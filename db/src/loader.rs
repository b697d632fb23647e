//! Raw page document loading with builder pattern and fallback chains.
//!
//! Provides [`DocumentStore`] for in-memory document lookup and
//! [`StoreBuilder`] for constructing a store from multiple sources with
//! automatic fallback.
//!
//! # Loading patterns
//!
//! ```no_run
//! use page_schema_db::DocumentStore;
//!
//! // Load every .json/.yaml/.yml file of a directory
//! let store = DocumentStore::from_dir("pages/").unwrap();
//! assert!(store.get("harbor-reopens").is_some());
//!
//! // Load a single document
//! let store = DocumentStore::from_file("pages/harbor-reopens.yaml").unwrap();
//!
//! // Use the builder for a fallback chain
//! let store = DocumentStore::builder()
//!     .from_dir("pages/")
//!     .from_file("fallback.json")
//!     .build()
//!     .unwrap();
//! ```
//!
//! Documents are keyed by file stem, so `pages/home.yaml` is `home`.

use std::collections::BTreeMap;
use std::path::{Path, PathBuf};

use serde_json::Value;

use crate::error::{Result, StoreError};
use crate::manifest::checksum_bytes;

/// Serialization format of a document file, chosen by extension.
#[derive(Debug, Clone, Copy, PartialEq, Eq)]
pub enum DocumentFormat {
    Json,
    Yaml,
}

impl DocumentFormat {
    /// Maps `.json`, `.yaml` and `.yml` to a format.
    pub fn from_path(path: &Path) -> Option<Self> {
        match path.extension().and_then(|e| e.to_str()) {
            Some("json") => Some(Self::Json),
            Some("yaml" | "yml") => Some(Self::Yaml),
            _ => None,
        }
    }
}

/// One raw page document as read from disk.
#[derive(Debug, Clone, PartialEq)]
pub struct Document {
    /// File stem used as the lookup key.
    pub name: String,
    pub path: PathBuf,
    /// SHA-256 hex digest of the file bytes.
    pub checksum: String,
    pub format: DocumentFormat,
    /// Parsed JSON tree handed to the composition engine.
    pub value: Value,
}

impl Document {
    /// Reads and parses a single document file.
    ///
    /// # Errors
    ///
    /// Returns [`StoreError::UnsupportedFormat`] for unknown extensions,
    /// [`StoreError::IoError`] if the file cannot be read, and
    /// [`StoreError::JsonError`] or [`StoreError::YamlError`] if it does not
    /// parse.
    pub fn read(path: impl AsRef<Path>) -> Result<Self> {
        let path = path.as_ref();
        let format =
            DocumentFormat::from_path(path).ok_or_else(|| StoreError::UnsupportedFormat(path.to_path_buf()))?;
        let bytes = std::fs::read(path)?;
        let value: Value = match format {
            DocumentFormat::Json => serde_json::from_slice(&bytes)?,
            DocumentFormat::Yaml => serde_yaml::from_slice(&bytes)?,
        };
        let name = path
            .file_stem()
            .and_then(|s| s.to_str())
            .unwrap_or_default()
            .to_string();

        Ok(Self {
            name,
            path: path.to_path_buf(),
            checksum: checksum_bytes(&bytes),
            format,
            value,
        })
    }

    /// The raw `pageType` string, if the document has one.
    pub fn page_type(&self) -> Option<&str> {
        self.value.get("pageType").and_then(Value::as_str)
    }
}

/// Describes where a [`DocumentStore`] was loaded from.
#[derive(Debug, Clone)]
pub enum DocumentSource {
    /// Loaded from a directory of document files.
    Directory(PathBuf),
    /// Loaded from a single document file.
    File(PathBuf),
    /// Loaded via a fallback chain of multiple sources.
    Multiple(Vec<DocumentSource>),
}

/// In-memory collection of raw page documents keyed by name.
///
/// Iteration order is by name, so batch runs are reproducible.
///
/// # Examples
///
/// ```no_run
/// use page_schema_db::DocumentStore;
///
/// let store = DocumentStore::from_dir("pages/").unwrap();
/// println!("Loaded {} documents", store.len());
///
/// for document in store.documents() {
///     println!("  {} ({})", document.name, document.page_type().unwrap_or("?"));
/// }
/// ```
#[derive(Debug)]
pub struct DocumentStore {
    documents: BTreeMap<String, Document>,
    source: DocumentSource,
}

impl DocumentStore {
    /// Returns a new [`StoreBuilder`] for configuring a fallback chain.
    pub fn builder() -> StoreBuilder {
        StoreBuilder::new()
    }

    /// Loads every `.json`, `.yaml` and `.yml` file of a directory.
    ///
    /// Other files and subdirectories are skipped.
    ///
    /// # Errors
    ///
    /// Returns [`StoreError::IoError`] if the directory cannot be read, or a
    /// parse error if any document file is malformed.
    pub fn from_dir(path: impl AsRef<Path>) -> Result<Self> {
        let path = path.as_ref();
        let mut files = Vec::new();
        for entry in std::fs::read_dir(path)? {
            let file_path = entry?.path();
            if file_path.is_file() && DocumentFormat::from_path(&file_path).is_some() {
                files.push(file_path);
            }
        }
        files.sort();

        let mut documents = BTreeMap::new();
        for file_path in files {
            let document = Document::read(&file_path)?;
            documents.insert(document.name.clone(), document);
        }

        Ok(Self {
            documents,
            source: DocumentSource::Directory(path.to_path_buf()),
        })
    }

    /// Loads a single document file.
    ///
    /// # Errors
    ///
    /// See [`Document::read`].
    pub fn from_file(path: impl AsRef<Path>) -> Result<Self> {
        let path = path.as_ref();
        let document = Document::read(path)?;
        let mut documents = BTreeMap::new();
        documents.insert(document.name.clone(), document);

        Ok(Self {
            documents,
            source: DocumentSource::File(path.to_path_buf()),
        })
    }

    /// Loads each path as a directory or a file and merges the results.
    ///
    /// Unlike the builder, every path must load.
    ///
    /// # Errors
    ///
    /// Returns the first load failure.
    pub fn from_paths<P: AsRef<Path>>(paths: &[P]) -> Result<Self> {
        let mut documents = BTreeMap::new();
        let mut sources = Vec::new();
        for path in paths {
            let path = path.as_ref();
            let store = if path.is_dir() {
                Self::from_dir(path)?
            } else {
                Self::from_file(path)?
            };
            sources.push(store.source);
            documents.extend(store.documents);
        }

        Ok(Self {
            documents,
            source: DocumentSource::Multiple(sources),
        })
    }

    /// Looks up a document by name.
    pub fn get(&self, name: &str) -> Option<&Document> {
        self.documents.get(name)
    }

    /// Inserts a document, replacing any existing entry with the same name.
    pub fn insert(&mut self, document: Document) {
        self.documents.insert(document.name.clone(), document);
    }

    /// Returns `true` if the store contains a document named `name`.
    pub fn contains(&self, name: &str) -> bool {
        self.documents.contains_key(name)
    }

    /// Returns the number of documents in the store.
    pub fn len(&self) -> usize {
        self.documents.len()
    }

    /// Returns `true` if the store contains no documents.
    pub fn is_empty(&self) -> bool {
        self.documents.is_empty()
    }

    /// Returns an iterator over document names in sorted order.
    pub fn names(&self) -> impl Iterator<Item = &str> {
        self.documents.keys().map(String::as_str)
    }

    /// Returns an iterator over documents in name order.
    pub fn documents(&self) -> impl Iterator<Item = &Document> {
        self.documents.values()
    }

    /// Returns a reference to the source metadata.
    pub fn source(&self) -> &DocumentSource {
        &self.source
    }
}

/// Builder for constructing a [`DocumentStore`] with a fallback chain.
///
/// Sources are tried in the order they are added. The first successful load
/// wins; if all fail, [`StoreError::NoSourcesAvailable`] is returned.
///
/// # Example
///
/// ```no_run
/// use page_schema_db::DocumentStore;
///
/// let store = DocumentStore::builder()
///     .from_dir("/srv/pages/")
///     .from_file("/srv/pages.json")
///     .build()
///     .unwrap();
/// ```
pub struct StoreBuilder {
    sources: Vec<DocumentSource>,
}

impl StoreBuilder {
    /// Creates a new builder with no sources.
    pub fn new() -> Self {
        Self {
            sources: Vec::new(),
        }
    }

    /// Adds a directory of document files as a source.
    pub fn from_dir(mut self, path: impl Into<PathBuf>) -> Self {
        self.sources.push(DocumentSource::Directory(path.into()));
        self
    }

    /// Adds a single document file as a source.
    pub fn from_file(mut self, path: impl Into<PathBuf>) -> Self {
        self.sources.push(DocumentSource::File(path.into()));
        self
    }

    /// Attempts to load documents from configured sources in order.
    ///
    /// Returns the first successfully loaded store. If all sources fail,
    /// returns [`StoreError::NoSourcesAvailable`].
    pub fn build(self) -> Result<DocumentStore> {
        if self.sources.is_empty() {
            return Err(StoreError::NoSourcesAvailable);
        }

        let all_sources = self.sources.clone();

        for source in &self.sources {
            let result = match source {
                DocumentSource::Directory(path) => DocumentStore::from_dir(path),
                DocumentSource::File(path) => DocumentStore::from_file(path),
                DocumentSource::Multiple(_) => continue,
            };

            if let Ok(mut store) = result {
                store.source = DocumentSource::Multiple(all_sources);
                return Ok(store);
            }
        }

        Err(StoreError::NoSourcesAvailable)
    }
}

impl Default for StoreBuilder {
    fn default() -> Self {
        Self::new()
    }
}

◆ ◆ ◆ ◆ ◆ ◆ ◆

_Work to be completed_. Lines from the first one above through the line containing "use crate::manifest::checksum_bytes;" are to be retyped exactly, both included, and nothing more.

_Task response_.
filename db/src/loader.rs
repository b697d632fb23647e
//! Raw page document loading with builder pattern and fallback chains.
//!
//! Provides [`DocumentStore`] for in-memory document lookup and
//! [`StoreBuilder`] for constructing a store from multiple sources with
//! automatic fallback.
//!
//! # Loading patterns
//!
//! ```no_run
//! use page_schema_db::DocumentStore;
//!
//! // Load every .json/.yaml/.yml file of a directory
//! let store = DocumentStore::from_dir("pages/").unwrap();
//! assert!(store.get("harbor-reopens").is_some());
//!
//! // Load a single document
//! let store = DocumentStore::from_file("pages/harbor-reopens.yaml").unwrap();
//!
//! // Use the builder for a fallback chain
//! let store = DocumentStore::builder()
//!     .from_dir("pages/")
//!     .from_file("fallback.json")
//!     .build()
//!     .unwrap();
//! ```
//!
//! Documents are keyed by file stem, so `pages/home.yaml` is `home`.

use std::collections::BTreeMap;
use std::path::{Path, PathBuf};

use serde_json::Value;

use crate::error::{Result, StoreError};
use crate::manifest::checksum_bytes;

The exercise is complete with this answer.